MINNEAPOLIS - The pop-up box on her screen promised Pam Hanson an instant $15 discount.

Almost as a reflex, she clicked. She typed her e-mail address twice on the next screen and completed her purchase from BrylaneHome.com: a set of fleece sheets to keep her granddaughter comfy in college.

Hanson, 72, a retired teacher who lives in Arden Hills, Minn., had unwittingly signed up for discount services that cost her $24 each month - a $9 net loss. By clicking on the oval blue button marked "YES!" she had authorized the charges to her credit card.

She admits that she didn't read through the fine print to the left, and that she didn't notice the little brown button below that said, "No Thanks." When some e-mails came later, she assumed they were junk and deleted them without reading them.

A few months later, she noticed the two recurring $12 charges on her credit card. She canceled the service, and canceled her credit card to make sure it would never reappear.

"It makes you feel kind of stupid that you get taken like this," Hanson said.

It is can be easy for e-tailers, once they have your credit card info, to get you to spend more with a reflexive click.

After Hanson complained to the Star Tribune, the newspaper contacted BrylaneHome's parent company, Redcats USA of Indianapolis, itself a subsidiary of French retailing conglomerate Redcats Group (2008 revenue: 3.69 billion euros, or about $5.2 billion). Spokeswoman Pat Cross said Hanson had plenty of warnings and opportunities to cancel the discount programs.

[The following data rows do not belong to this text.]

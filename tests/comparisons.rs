mod cases;

use cases::assert_bools;
use dexpr::ErrorKind;

#[test]
fn test_equality() {
    assert_bools(&[
        ("1 == 1", true),
        ("1 == 2", false),
        ("2.5 == 2.5", true),
        ("2.5 == 3.5", false),
        ("1 == 1.5", false),
        // Mixed int and float
        ("1.0 == 1", true),
        ("1 == 1.0", true),
        ("numStrB == 3", true),
        ("numStrB == 3.0", true),
        ("3 == numStrB", true),
        ("3.0 == numStrB", true),
        ("a == 4", true),
        ("a == 5", false),
        ("a == a", true),
        ("a == b", false),
        ("\"hello\" == \"hello\"", true),
        ("\"hllo\" == \"hello\"", false),
        ("\"hllo\" == 7", false),
        ("str == \"hello\"", true),
        ("str == \"helo\"", false),
        ("numStrA == 3", false),
        ("numStrA == 4", true),
        ("numStrA == numStrA", true),
        ("numStrA == numStrB", false),
        ("numStrC == numStrD", false),
        ("numStrC == numStrE", true),
        ("c == numStrC", true),
    ]);
}

#[test]
fn test_inequality() {
    assert_bools(&[
        ("a != 4", false),
        ("a != 5", true),
        ("a != a", false),
        ("a != b", true),
        ("\"hello\" != \"hello\"", false),
        ("\"hllo\" != \"hello\"", true),
        ("\"hllo\" != 7", true),
        ("str != \"hello\"", false),
        ("str != \"helo\"", true),
        ("numStrA != 3", true),
        ("numStrA != 4", false),
        ("numStrA != numStrA", false),
        ("numStrA != numStrB", true),
        ("numStrC != numStrD", true),
    ]);
}

#[test]
fn test_bool_words_are_just_strings() {
    assert_bools(&[
        ("\"true\" == 1", false),
        ("\"true\" == 1.0", false),
        ("\"true\" == \"TRUE\"", false),
        ("\"TRUE\" == \"TRUE\"", true),
        ("\"false\" == \"FALSE\"", false),
        ("\"FALSE\" == \"FALSE\"", true),
        ("\"false\" ==  0", false),
        ("\"false\" ==  0.0", false),
        ("\"true\" != 0", true),
        ("\"true\" != 1.0", true),
        ("\"true\" != \"TRUE\"", true),
        ("\"TRUE\" != \"TRUE\"", false),
        ("\"false\" != \"FALSE\"", true),
        ("\"FALSE\" != \"FALSE\"", false),
        ("\"false\" !=  0", true),
        ("\"false\" !=  0.0", true),
    ]);
}

#[test]
fn test_bools_never_equal_other_kinds() {
    assert_bools(&[
        ("trueStr == trueStr", true),
        ("trueStr == (1 == 1)", true),
        ("trueStr != (1 == 2)", true),
        ("trueStr == 1", false),
        ("trueStr == \"true\"", false),
        ("\"true\" == trueStr", false),
        ("trueStr != 1", true),
    ]);
}

#[test]
fn test_less_than() {
    assert_bools(&[
        ("6 < 7", true),
        ("7 < 7", false),
        ("8 < 7", false),
        ("6.7 < 7", true),
        ("6.7 < 7.7", true),
        ("7 < 7.2", true),
        ("7 < 6.7", false),
        ("3 < a", true),
        ("4 < a", false),
        ("a < 5", true),
        ("a < 4", false),
        ("b < a", true),
        ("b < b", false),
        ("a < b", false),
        ("3 < numStrA", true),
        ("4 < numStrA", false),
        ("numStrA < 5", true),
        ("numStrA < 4", false),
        ("numStrB < numStrA", true),
        ("numStrB < numStrB", false),
        ("numStrA < numStrB", false),
        ("numStrA < numStrC", true),
        ("numStrD < numStrC", true),
    ]);
}

#[test]
fn test_less_or_equal() {
    assert_bools(&[
        ("6 <= 7", true),
        ("7 <= 7", true),
        ("8 <= 7", false),
        ("6.7 <= 7", true),
        ("6.7 <= 7.7", true),
        ("7 <= 7.2", true),
        ("7 <= 6.7", false),
        ("b <= a", true),
        ("a <= a", true),
        ("a <= b", false),
        ("3 <= numStrA", true),
        ("4 <= numStrA", true),
        ("5 <= numStrA", false),
        ("5.5 <= numStrA", false),
        ("numStrA <= 5", true),
        ("numStrA <= 4", true),
        ("numStrA <= 3", false),
        ("numStrB <= numStrA", true),
        ("numStrB <= numStrB", true),
        ("numStrA <= numStrB", false),
        ("numStrA <= numStrC", true),
        ("numStrD <= numStrC", true),
    ]);
}

#[test]
fn test_greater_than() {
    assert_bools(&[
        ("6 > 7", false),
        ("7 > 7", false),
        ("8 > 7", true),
        ("6.7 > 7", false),
        ("6.7 > 7.7", false),
        ("7 > 7.2", false),
        ("b > a", false),
        ("a > b", true),
        ("3 > numStrA", false),
        ("4 > numStrA", false),
        ("5 > numStrA", true),
        ("5.5 > numStrA", true),
        ("numStrA > 5", false),
        ("numStrA > 4", false),
        ("numStrA > 3", true),
        ("numStrB > numStrA", false),
        ("numStrB > numStrB", false),
        ("numStrA > numStrB", true),
        ("numStrA > numStrC", false),
        ("numStrD > numStrC", false),
    ]);
}

#[test]
fn test_greater_or_equal() {
    assert_bools(&[
        ("6 >= 7", false),
        ("7 >= 7", true),
        ("8 >= 7", true),
        ("6.7 >= 7", false),
        ("6.7 >= 7.7", false),
        ("7.2 >= 7", true),
        ("7.2 >= 7.2", true),
        ("b >= a", false),
        ("a >= b", true),
        ("3 >= numStrA", false),
        ("4 >= numStrA", true),
        ("5 >= numStrA", true),
        ("5.5 >= numStrA", true),
        ("numStrA >= 5", false),
        ("numStrA >= 4", true),
        ("numStrA >= 3", true),
        ("numStrB >= numStrA", false),
        ("numStrB >= numStrB", true),
        ("numStrA >= numStrB", true),
        ("numStrA >= numStrC", false),
        ("numStrD >= numStrC", false),
    ]);
}

#[test]
fn test_arithmetic_in_comparisons() {
    assert_bools(&[
        ("5 + 1.5 > 6", true),
        ("5 + 1 > 6", false),
        ("a + b > 6", true),
        ("a + b > 7", false),
        ("a + b > 8", false),
        ("numStrA + numStrB > 6", true),
        ("numStrA + numStrB > 7", false),
        ("numStrA + numStrB > 8", false),
        ("numStrC + numStrD > 7", true),
        ("numStrC + numStrD == 8.0", true),
        ("numStrC + numStrD == 8", true),
        ("numStrC + numStrD > 8", false),
        ("9 + (8 + 2) > 18", true),
        ("9 + (8 + 2) > 19", false),
        ("roundto(8+2.25, 1) == 10.3", true),
        ("roundto(8+2.25, 1) == 10.25", false),
    ]);
}

#[test]
fn test_logic() {
    assert_bools(&[
        ("trueStr", true),
        ("!trueStr", false),
        ("!!trueStr", true),
        ("9 > 8 && 2 < 3", true),
        ("9 > 9 && 2 < 3", false),
        ("9 > 8 && 3 < 3", false),
        ("9 > 9 && 3 < 3", false),
        ("9 > 8 && 2 < 3 && 7 > 2", true),
        ("9 > 8 && 2 < 3 && 7 > 7", false),
        ("9 > 8 || 2 < 3", true),
        ("9 > 9 || 2 < 3", true),
        ("9 > 8 || 3 < 3", true),
        ("9 > 9 || 3 < 3", false),
        ("9 > 8 || 2 < 3 || 7 > 2", true),
        ("8 > 8 || 3 < 3 || 7 > 7", false),
    ]);
}

#[test]
fn test_short_circuit_skips_failing_operand() {
    assert_bools(&[
        ("1 == 2 && 8 / 0 > 1", false),
        ("1 == 1 || 8 / 0 > 1", true),
        ("!trueStr && missing", false),
        ("trueStr || missing(1)", true),
    ]);
}

test_case!(
    and_still_evaluates_right_side,
    input: "trueStr && 8 / 0 > 1",
    error: ErrorKind::DivByZero,
);
test_case!(
    or_still_evaluates_right_side,
    input: "!trueStr || missing",
    error: ErrorKind::VarNotExist("missing".to_string()),
);
test_case!(int_is_not_bool, input: "7 && 9", error: ErrorKind::IncompatibleTypes);
test_case!(
    right_operand_must_be_bool,
    input: "trueStr && 9",
    error: ErrorKind::IncompatibleTypes,
);
test_case!(order_int_and_word, input: "7 < \"hello\"", error: ErrorKind::IncompatibleTypes);
test_case!(order_word_and_float, input: "\"world\" > 2.1", error: ErrorKind::IncompatibleTypes);
test_case!(order_bools, input: "trueStr > trueStr", error: ErrorKind::IncompatibleTypes);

"Ms. Hanson would not have been signed up for the program unless she selected the options to do so - and, as stated earlier, periodic reminders were sent to Ms. Hanson as well, allowing her a generous time frame to opt out of the program," Cross said in an email.

Nevertheless, the company agreed to refund the $60 charged to Hanson for the discount programs. Hanson got a letter dated May 19 from Becky Sweazey, customer advocate for Redcats USA.

"I want to offer my apologies again for the misunderstanding and assure you there was no intent to scam or deceive you in any way," Sweazey wrote.

Hanson is grateful but unconvinced.

"I think they just count on people not to read the fine print," she said.


If an online purchase leaves you feeling fleeced, you can complain to the Federal Trade Commission (www.ftccomplaintassistant.gov) or 1-877-382-4357.

Even if you buy something from a foreign Web site, you can file a complaint at econsumer.gov.